(Stored data)
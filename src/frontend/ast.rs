//! Abstract Syntax Tree definitions for Crux
//!
//! The tree is a closed set of node variants. Every node carries a
//! [`NodeId`], unique within one parse, which later passes use as the key
//! of their side tables, and the source position it started at.

use std::fmt;

use crate::frontend::symbol::SymbolRef;
use crate::utils::Position;

/// Identity of a node within one parsed tree
#[derive(Debug, Clone, Copy, PartialEq, Eq, Hash, PartialOrd, Ord)]
pub struct NodeId(pub usize);

/// An AST node
#[derive(Debug, Clone)]
pub struct Node {
    pub id: NodeId,
    pub position: Position,
    pub kind: NodeKind,
}

/// Arithmetic and logical binary operators
#[derive(Debug, Clone, Copy, PartialEq, Eq)]
pub enum BinaryOp {
    Add,
    Sub,
    Mul,
    Div,
    And,
    Or,
}

/// Comparison operators
#[derive(Debug, Clone, Copy, PartialEq, Eq)]
pub enum CompareOp {
    Eq,
    Ne,
    Lt,
    Le,
    Gt,
    Ge,
}

/// Node variants
#[derive(Debug, Clone)]
pub enum NodeKind {
    // ============ Expressions ============
    LiteralInt(i32),
    LiteralFloat(f32),
    LiteralBool(bool),
    /// The storage address of a symbol
    AddressOf(SymbolRef),
    /// Load the value stored at an address
    Dereference(Box<Node>),
    /// Address of element `amount` of the array at `base`
    Index { base: Box<Node>, amount: Box<Node> },
    Binary {
        op: BinaryOp,
        left: Box<Node>,
        right: Box<Node>,
    },
    Comparison {
        op: CompareOp,
        left: Box<Node>,
        right: Box<Node>,
    },
    LogicalNot(Box<Node>),
    /// A call; `arguments` is always an `ExpressionList`
    Call {
        function: SymbolRef,
        arguments: Box<Node>,
    },

    // ============ Statements ============
    Assignment {
        destination: Box<Node>,
        source: Box<Node>,
    },
    VariableDeclaration(SymbolRef),
    ArrayDeclaration(SymbolRef),
    FunctionDefinition {
        function: SymbolRef,
        parameters: Vec<SymbolRef>,
        body: Box<Node>,
    },
    /// A missing `else` is an empty `StatementList`
    IfElseBranch {
        condition: Box<Node>,
        then_block: Box<Node>,
        else_block: Box<Node>,
    },
    WhileLoop {
        condition: Box<Node>,
        body: Box<Node>,
    },
    Return(Option<Box<Node>>),

    // ============ Containers ============
    ExpressionList(Vec<Node>),
    DeclarationList(Vec<Node>),
    StatementList(Vec<Node>),

    /// A construct the parser could not complete
    Error(String),
}

impl Node {
    pub fn new(id: NodeId, position: Position, kind: NodeKind) -> Self {
        Self { id, position, kind }
    }

    /// Name of the node variant
    pub fn name(&self) -> &'static str {
        match &self.kind {
            NodeKind::LiteralInt(_) => "LiteralInt",
            NodeKind::LiteralFloat(_) => "LiteralFloat",
            NodeKind::LiteralBool(_) => "LiteralBool",
            NodeKind::AddressOf(_) => "AddressOf",
            NodeKind::Dereference(_) => "Dereference",
            NodeKind::Index { .. } => "Index",
            NodeKind::Binary { op, .. } => op.node_name(),
            NodeKind::Comparison { .. } => "Comparison",
            NodeKind::LogicalNot(_) => "LogicalNot",
            NodeKind::Call { .. } => "Call",
            NodeKind::Assignment { .. } => "Assignment",
            NodeKind::VariableDeclaration(_) => "VariableDeclaration",
            NodeKind::ArrayDeclaration(_) => "ArrayDeclaration",
            NodeKind::FunctionDefinition { .. } => "FunctionDefinition",
            NodeKind::IfElseBranch { .. } => "IfElseBranch",
            NodeKind::WhileLoop { .. } => "WhileLoop",
            NodeKind::Return(_) => "Return",
            NodeKind::ExpressionList(_) => "ExpressionList",
            NodeKind::DeclarationList(_) => "DeclarationList",
            NodeKind::StatementList(_) => "StatementList",
            NodeKind::Error(_) => "Error",
        }
    }

    /// Children in evaluation order
    pub fn children(&self) -> Vec<&Node> {
        match &self.kind {
            NodeKind::LiteralInt(_)
            | NodeKind::LiteralFloat(_)
            | NodeKind::LiteralBool(_)
            | NodeKind::AddressOf(_)
            | NodeKind::VariableDeclaration(_)
            | NodeKind::ArrayDeclaration(_)
            | NodeKind::Error(_) => Vec::new(),
            NodeKind::Dereference(inner) | NodeKind::LogicalNot(inner) => vec![&**inner],
            NodeKind::Index { base, amount } => vec![&**base, &**amount],
            NodeKind::Binary { left, right, .. } | NodeKind::Comparison { left, right, .. } => {
                vec![&**left, &**right]
            }
            NodeKind::Call { arguments, .. } => vec![&**arguments],
            NodeKind::Assignment { destination, source } => vec![&**destination, &**source],
            NodeKind::FunctionDefinition { body, .. } => vec![&**body],
            NodeKind::IfElseBranch {
                condition,
                then_block,
                else_block,
            } => vec![&**condition, &**then_block, &**else_block],
            NodeKind::WhileLoop { condition, body } => vec![&**condition, &**body],
            NodeKind::Return(value) => value.iter().map(|v| &**v).collect(),
            NodeKind::ExpressionList(items)
            | NodeKind::DeclarationList(items)
            | NodeKind::StatementList(items) => items.iter().collect(),
        }
    }

    pub fn is_error(&self) -> bool {
        matches!(self.kind, NodeKind::Error(_))
    }
}

impl fmt::Display for Node {
    fn fmt(&self, f: &mut fmt::Formatter<'_>) -> fmt::Result {
        write!(f, "{}[{}]", self.name(), self.position)
    }
}

impl BinaryOp {
    fn node_name(&self) -> &'static str {
        match self {
            BinaryOp::Add => "Addition",
            BinaryOp::Sub => "Subtraction",
            BinaryOp::Mul => "Multiplication",
            BinaryOp::Div => "Division",
            BinaryOp::And => "LogicalAnd",
            BinaryOp::Or => "LogicalOr",
        }
    }
}

impl fmt::Display for CompareOp {
    fn fmt(&self, f: &mut fmt::Formatter<'_>) -> fmt::Result {
        let s = match self {
            CompareOp::Eq => "==",
            CompareOp::Ne => "!=",
            CompareOp::Lt => "<",
            CompareOp::Le => "<=",
            CompareOp::Gt => ">",
            CompareOp::Ge => ">=",
        };
        f.write_str(s)
    }
}

/// Hands out fresh node ids in creation order
#[derive(Debug, Default)]
pub struct NodeIdGen {
    next: usize,
}

impl NodeIdGen {
    pub fn new() -> Self {
        Self::default()
    }

    pub fn next_id(&mut self) -> NodeId {
        let id = NodeId(self.next);
        self.next += 1;
        id
    }
}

> [Exercise goal]:
When a line in the entries above contains "condition", count it; please answer with the number only.

> [Answer to the exercise]:
5